When you want to rework a constraint in the model, you can ask the analyzer to check that the new and old constraint have the same meaning. This is like using unit tests to check refactoring in code, except that the analyzer typically checks billions of cases, and there are no test suites to write.

Having been recently introduced to TDD, I experienced how continuously testing the code I write improves the quality and minimizes bloat. If this method could do the same for modeling, it would be a game-changer.

The book presents three things:

  • A logical framework to represent structures formally.
  • A precise modeling language, called Alloy.
  • A simulator, Alloy Analyzer.

The book cuts to chase and immediately introduces a walk-through with Alloy and Alloy analyzer in the first chapter — A Whirlwind Tour. It presents the example of modeling address book. The way the model is fully shaped is similar to TDD, although the book doesn’t stress on being test-first. We add constraints on the basic model as we add predicates or evolve the model properties. Then, we run the simulator against our evolved constraints/model and check if the simulator finds either:

  • any counterexample against an assertion that should stand
  • zero matches of an instance that satisify the model properties for a particular level of depth.

If we find neither issue, we gain confidence that our model is robust — against the constraints we defined. Or we can crank up the “depth” and the simulator will attempt to generate more instances and see if a counterexample is found.

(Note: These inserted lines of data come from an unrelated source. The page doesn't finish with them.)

//! Fire-and-forget progress relay.
//!
//! The engine reports absolute percentages; the tracker wants increments.
//! [`ProgressRelay`] converts each strict increase into a delta and hands
//! it to a single background dispatcher through a bounded channel, so the
//! engine's status reader never waits on HTTP. When the channel is full
//! the increment is dropped and logged.

use std::sync::{Arc, Mutex};

use scanny_core::types::{DbId, Percent};
use scanny_engine::ProgressSink;
use scanny_tracker::JobTracker;
use tokio::sync::mpsc;
use tokio::task::JoinHandle;

/// Default number of increments that may wait for delivery.
pub const DEFAULT_CAPACITY: usize = 64;

/// Relays engine progress for one job to the tracker.
pub struct ProgressRelay {
    job_id: DbId,
    last: Mutex<Percent>,
    sender: Mutex<Option<mpsc::Sender<Percent>>>,
    dispatcher: Mutex<Option<JoinHandle<()>>>,
}

impl ProgressRelay {
    /// Start a relay (and its dispatcher task) for `job_id`.
    pub fn spawn(tracker: Arc<dyn JobTracker>, job_id: DbId) -> Arc<Self> {
        Self::with_capacity(tracker, job_id, DEFAULT_CAPACITY)
    }

    pub fn with_capacity(tracker: Arc<dyn JobTracker>, job_id: DbId, capacity: usize) -> Arc<Self> {
        let (sender, receiver) = mpsc::channel(capacity.max(1));
        let dispatcher = tokio::spawn(dispatch(tracker, job_id, receiver));
        Arc::new(Self {
            job_id,
            last: Mutex::new(0),
            sender: Mutex::new(Some(sender)),
            dispatcher: Mutex::new(Some(dispatcher)),
        })
    }

    /// Record an absolute reading. Never blocks.
    ///
    /// Repeats and decreases produce no increment; the baseline only moves
    /// forward.
    pub fn record(&self, percent: Percent) {
        let increment = {
            let Ok(mut last) = self.last.lock() else {
                return;
            };
            if percent <= *last {
                return;
            }
            let increment = percent - *last;
            *last = percent;
            increment
        };

        let Ok(sender) = self.sender.lock() else {
            return;
        };
        match sender.as_ref().map(|tx| tx.try_send(increment)) {
            Some(Ok(())) => {}
            Some(Err(mpsc::error::TrySendError::Full(_))) => {
                tracing::warn!(
                    job_id = self.job_id,
                    increment,
                    "Progress queue full, dropping increment"
                );
            }
            Some(Err(mpsc::error::TrySendError::Closed(_))) | None => {
                tracing::debug!(
                    job_id = self.job_id,
                    increment,
                    "Progress relay already finished"
                );
            }
        }
    }

    /// Highest reading seen so far.
    pub fn last(&self) -> Percent {
        self.last.lock().map(|p| *p).unwrap_or_default()
    }

    /// Stop accepting readings and wait until queued increments are sent.
    pub async fn finish(&self) {
        if let Ok(mut sender) = self.sender.lock() {
            sender.take();
        }
        let dispatcher = self.dispatcher.lock().ok().and_then(|mut d| d.take());
        if let Some(handle) = dispatcher {
            if let Err(e) = handle.await {
                tracing::warn!(job_id = self.job_id, error = %e, "Progress dispatcher failed");
            }
        }
    }
}

impl ProgressSink for ProgressRelay {
    fn on_progress(&self, percent: Percent) {
        self.record(percent);
    }
}

async fn dispatch(tracker: Arc<dyn JobTracker>, job_id: DbId, mut receiver: mpsc::Receiver<Percent>) {
    while let Some(increment) = receiver.recv().await {
        match tracker.increment_progress(job_id, increment).await {
            Ok(()) => tracing::debug!(job_id, increment, "Progress increment sent"),
            Err(e) => tracing::warn!(
                job_id,
                increment,
                error = %e,
                "Failed to send progress increment"
            ),
        }
    }
}

// ---------------------------------------------------------------------------
// Tests
// ---------------------------------------------------------------------------

#[cfg(test)]
mod tests {
    use std::path::Path;

    use async_trait::async_trait;
    use scanny_tracker::TrackerError;
    use tokio::sync::Notify;

    use super::*;

    /// Tracker that records increments and can be held up or made to fail.
    #[derive(Default)]
    struct IncrementRecorder {
        increments: Mutex<Vec<Percent>>,
        gate: Option<Arc<Notify>>,
        fail: bool,
    }

    #[async_trait]
    impl JobTracker for IncrementRecorder {
        async fn fetch_seqs(&self, _: DbId) -> Result<serde_json::Value, TrackerError> {
            unreachable!()
        }
        async fn set_job_running(&self, _: DbId) -> Result<(), TrackerError> {
            unreachable!()
        }
        async fn increment_progress(&self, _: DbId, increment: Percent) -> Result<(), TrackerError> {
            if let Some(gate) = &self.gate {
                gate.notified().await;
            }
            if self.fail {
                return Err(TrackerError::Api {
                    status: 503,
                    body: "unavailable".into(),
                });
            }
            self.increments.lock().unwrap().push(increment);
            Ok(())
        }
        async fn download_hmm(&self, _: DbId, _: &Path) -> Result<u64, TrackerError> {
            unreachable!()
        }
        async fn download_db(&self, _: DbId, _: &Path) -> Result<u64, TrackerError> {
            unreachable!()
        }
        async fn upload_prod(&self, _: DbId, _: &Path) -> Result<serde_json::Value, TrackerError> {
            unreachable!()
        }
    }

    async fn relay_readings(readings: &[Percent]) -> Vec<Percent> {
        let tracker = Arc::new(IncrementRecorder::default());
        let relay = ProgressRelay::spawn(tracker.clone(), 1);
        for p in readings {
            relay.on_progress(*p);
        }
        relay.finish().await;
        let sent = tracker.increments.lock().unwrap().clone();
        sent
    }

    #[tokio::test]
    async fn increments_follow_strict_increases() {
        assert_eq!(relay_readings(&[10, 55, 100]).await, vec![10, 45, 45]);
    }

    #[tokio::test]
    async fn repeats_and_decreases_send_nothing() {
        assert_eq!(relay_readings(&[5, 5, 3, 5, 8]).await, vec![5, 3]);
        assert!(relay_readings(&[0, 0]).await.is_empty());
    }

    #[tokio::test]
    async fn increments_sum_to_last_reading() {
        let readings: Vec<Percent> = (0..=100).step_by(7).collect();
        let sent = relay_readings(&readings).await;
        let total: u32 = sent.iter().map(|p| u32::from(*p)).sum();
        assert_eq!(total, 98);
    }

    #[tokio::test]
    async fn full_queue_drops_instead_of_blocking() {
        let gate = Arc::new(Notify::new());
        let tracker = Arc::new(IncrementRecorder {
            gate: Some(gate.clone()),
            ..IncrementRecorder::default()
        });
        let relay = ProgressRelay::with_capacity(tracker.clone(), 1, 1);

        // Give the dispatcher a chance to pick up the first increment and
        // park on the gate, then overflow the single queue slot.
        relay.record(10);
        tokio::task::yield_now().await;
        tokio::time::sleep(std::time::Duration::from_millis(20)).await;
        relay.record(20);
        relay.record(30);
        relay.record(40);
        assert_eq!(relay.last(), 40);

        // Release every pending call.
        let releaser = tokio::spawn(async move {
            loop {
                gate.notify_one();
                tokio::time::sleep(std::time::Duration::from_millis(5)).await;
            }
        });
        relay.finish().await;
        releaser.abort();

        let sent = tracker.increments.lock().unwrap().clone();
        assert_eq!(sent, vec![10, 10], "third and fourth increments were dropped");
    }

    #[tokio::test]
    async fn delivery_failures_are_swallowed() {
        let tracker = Arc::new(IncrementRecorder {
            fail: true,
            ..IncrementRecorder::default()
        });
        let relay = ProgressRelay::spawn(tracker.clone(), 1);
        relay.record(50);
        relay.finish().await;
        assert!(tracker.increments.lock().unwrap().is_empty());
    }

    #[tokio::test]
    async fn readings_after_finish_are_ignored() {
        let tracker = Arc::new(IncrementRecorder::default());
        let relay = ProgressRelay::spawn(tracker.clone(), 1);
        relay.record(20);
        relay.finish().await;
        relay.record(60);
        assert_eq!(*tracker.increments.lock().unwrap(), vec![20]);
    }
}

There is no way I can explain the concepts as well as the book, but here is a snippet from the book that I tried:

sig Name, Addr {}
sig Book {
addr: Name ->lone Addr
}
pred show (b: Book) {
// constraints filled given the structure
#b.addr > 1
#Name.(b.addr) > 1

// this constraint is not possible to be fulfilled, since one Name maps to one Address (lone)
some n: Name | #n.(b.addr) > 1
}
pred add(b, newB: Book, n: Name, a: Addr) {
newB.addr = b.addr + n-> a
}

pred showAdd(b, newB: Book, n: Name, a: Addr) {
add [b, newB, n, a] // the book uses () parentheses, but v6.0 of Alloy throws syntax error and works with square bracket instead []
#Name.(newB.addr) > 1
}

// only one of the run will execute, need to comment the other one
run show for 3 but 1 Book // simulate with up to 3 addr instances and 1 book
run showAdd for 3 but 2 Book // simulate up to 3 addr instances and 1 book

The next chapter is however a challenge for me to digest — I am not (or no longer) familiar enough with the notation and math logic to follow along 😆. I would love to learn more interactively and try my own examples, but I found that I know too little of the syntax and the style of modeling to do so. Here’s my failed attempt at modeling a cart/product:

module learning/coratCoret1

sig Quantity {
amount: Int
}
sig Product {}
sig Cart {
item: Product ->lone Quantity
}

pred show(c: Cart) {
#c.item > 1
#Product.(c.item) > 1
}

pred addOne(c, cnew: Cart, p: Product, q: Quantity) {
let existingQuantity = c.item. |
cnew.item = (c.item - p->existingQuantity) + p->(existingQuantity + q)
}

run addOne for 3 but 1 Cart

I want to model a combined quantity when a product is added to the cart and the product is already in the cart. But I can’t get the syntax right so far — and I doubt I should be representing the amount as Int.

This is as far as I go for now. My current impression is still that this should be very useful in areas where we need to ensure minimum modeling issues (i.e. almost all modeling past a certain scale haha). Once a precise ubiquitous language is starting to take shape, I imagine engineers can use this approach to provide incredibly rapid feedback to product teams about what edge cases/counterexamples might arise in a design.